The Beacon Drive In is a restaurant in Victoria, British Columbia, Canada. Founded and built in 1958 by Bill Pistol and Bob Macmillan, it became known as a "Victoria institution" for its soft-serve ice cream, friendly service, and local clientele. Located at 126 Douglas Street, the Beacon Drive In is directly across from the 75-hectare Beacon Hill Park, which does not allow food to be sold within the park grounds — making the fast-food restaurant a destination for picnickers and park-goers. It is also just up the road from the old Beacon Lodge. The most popular item on the menu is the ice cream, which comes in a variety of dips and flavours, as it is known locally as Victoria's soft ice cream headquarters.
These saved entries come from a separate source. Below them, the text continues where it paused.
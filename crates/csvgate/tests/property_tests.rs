//! Property-based tests for csvgate.
//!
//! # Testing Philosophy
//!
//! Property-based tests verify:
//! 1. **No panics**: Normalization, tokenization and ingestion never crash
//! 2. **Record boundaries**: Quoted newlines never split a record, and
//!    normalizing already-normalized text changes nothing
//! 3. **Invariants**: Mapped rows always carry every format column
//!
//! # Running Property Tests
//!
//! ```bash
//! cargo test -p csvgate --test property_tests
//!
//! # More cases
//! PROPTEST_CASES=10000 cargo test -p csvgate --test property_tests
//! ```

use proptest::prelude::*;

use csvgate::{
    map_row, normalize, tokenize, ColumnSpec, FormatConfig, IngestConfig, Ingestor,
    NormalizeOptions, Normalizer, RawRow, SchemaDocument,
};

// =============================================================================
// Test Strategies
// =============================================================================

/// Arbitrary CSV-ish text, heavy on the characters the scanner cares about.
fn csv_like_text() -> impl Strategy<Value = String> {
    prop_oneof![
        any::<String>(),
        "[a-z0-9,;\"\n\r \t]{0,200}",
    ]
}

/// A field that may hold newlines but no quotes.
fn multiline_field() -> impl Strategy<Value = String> {
    "[a-z0-9 \n]{0,8}"
}

/// A line of two or more plain or quoted fields with no newline anywhere.
fn single_line_record() -> impl Strategy<Value = String> {
    let field = prop_oneof![
        "[a-z0-9 ]{0,6}",
        "[a-z0-9 ,]{0,6}".prop_map(|f| format!("\"{f}\"")),
        "[a-z]{1,3}".prop_map(|f| format!("\"{f}\"\"{f}\"")),
    ];
    prop::collection::vec(field, 2..5).prop_map(|fields| fields.join(","))
}

fn format_with(columns: usize) -> FormatConfig {
    FormatConfig::new(
        (0..columns)
            .map(|i| ColumnSpec::new(format!("Column {i}"), format!("c{i}")))
            .collect(),
    )
    .unwrap()
}

// =============================================================================
// No panics
// =============================================================================

proptest! {
    #[test]
    fn normalize_never_panics(text in csv_like_text(), sep in prop_oneof![Just(','), Just(';'), Just('\t')]) {
        let _ = normalize(&text, sep);
    }

    #[test]
    fn tokenize_never_panics(line in csv_like_text()) {
        let _ = tokenize(&line, ',');
    }

    #[test]
    fn ingest_never_panics(text in csv_like_text(), skip_empty in any::<bool>(), has_header in any::<bool>()) {
        let config = IngestConfig {
            skip_empty_rows: skip_empty,
            has_header,
            validate_duplicate_columns: true,
            ..IngestConfig::default()
        };
        let _ = Ingestor::with_config(config).ingest(&text, &format_with(3), &SchemaDocument::empty());
    }
}

// =============================================================================
// Record boundaries
// =============================================================================

proptest! {
    #[test]
    fn plain_lines_pass_through(lines in prop::collection::vec("[a-z ]{0,10}", 1..8)) {
        let normalized = normalize(&lines.join("\n"), ',');
        let texts: Vec<&str> = normalized.iter().map(|l| l.as_str()).collect();
        prop_assert_eq!(texts, lines.iter().map(String::as_str).collect::<Vec<_>>());
    }

    #[test]
    fn renormalizing_is_a_no_op(
        lines in prop::collection::vec(single_line_record(), 1..8),
        skip_empty in any::<bool>(),
    ) {
        let normalizer = Normalizer::new(NormalizeOptions {
            skip_empty_rows: skip_empty,
            ..NormalizeOptions::default()
        });
        let once: Vec<String> = normalizer
            .normalize(&lines.join("\n"))
            .into_iter()
            .map(|l| l.into_string())
            .collect();
        let twice: Vec<String> = normalizer
            .normalize(&once.join("\n"))
            .into_iter()
            .map(|l| l.into_string())
            .collect();

        prop_assert_eq!(twice, once);
    }

    #[test]
    fn quoted_newlines_stay_in_record(
        rows in prop::collection::vec(prop::collection::vec(multiline_field(), 1..5), 1..6)
    ) {
        let text = rows
            .iter()
            .map(|fields| {
                fields
                    .iter()
                    .map(|f| format!("\"{f}\""))
                    .collect::<Vec<_>>()
                    .join(",")
            })
            .collect::<Vec<_>>()
            .join("\n");

        let lines = normalize(&text, ',');
        prop_assert_eq!(lines.len(), rows.len());
        for (line, fields) in lines.iter().zip(&rows) {
            prop_assert_eq!(tokenize(line.as_str(), ',').into_fields(), fields.clone());
        }
    }

    #[test]
    fn written_rows_tokenize_back(fields in prop::collection::vec("[a-z0-9 ,\"]{0,8}", 1..6)) {
        let row = RawRow::new(fields.clone());
        let line = row.to_line(',').unwrap();
        prop_assert_eq!(tokenize(&line, ',').into_fields(), fields);
    }
}

// =============================================================================
// Mapping invariants
// =============================================================================

proptest! {
    #[test]
    fn mapped_row_has_every_column(
        columns in 1usize..8,
        fields in prop::collection::vec("[ a-z]{0,6}", 0..10),
    ) {
        let format = format_with(columns);
        let mapped = map_row(&RawRow::new(fields), None, &format);

        prop_assert_eq!(mapped.len(), columns);
        let expected: Vec<String> = (0..columns).map(|i| format!("c{i}")).collect();
        prop_assert_eq!(mapped.names().map(str::to_string).collect::<Vec<_>>(), expected);
        for (_, value) in mapped.iter() {
            prop_assert_eq!(value, value.trim());
        }
    }
}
Part of the Beacon Drive In's appeal stems from the fact that it has been in business for more than 50 years with very few changes.  Aside from adding a few awnings, outdoor heaters, and a new colour scheme the building is still the same as it was when it was built.  Even the menu is largely unchanged, with current co-owner Peter Loubardeas boasting that "our top 10 items have been the same for, I'm going to say, the past 40 years," Loubardeas, along with his father Gus, bought the restaurant in 2005 from Jim Douglas who ran it for more than 42 years, following in the footsteps of his father, H.W. Douglas. According to Gus, and other long-time employees, much of the credit for the unchanging character of the Beacon Drive In belongs to Jim, who was driven by two mottoes — "the customer always comes first" and "we don't change."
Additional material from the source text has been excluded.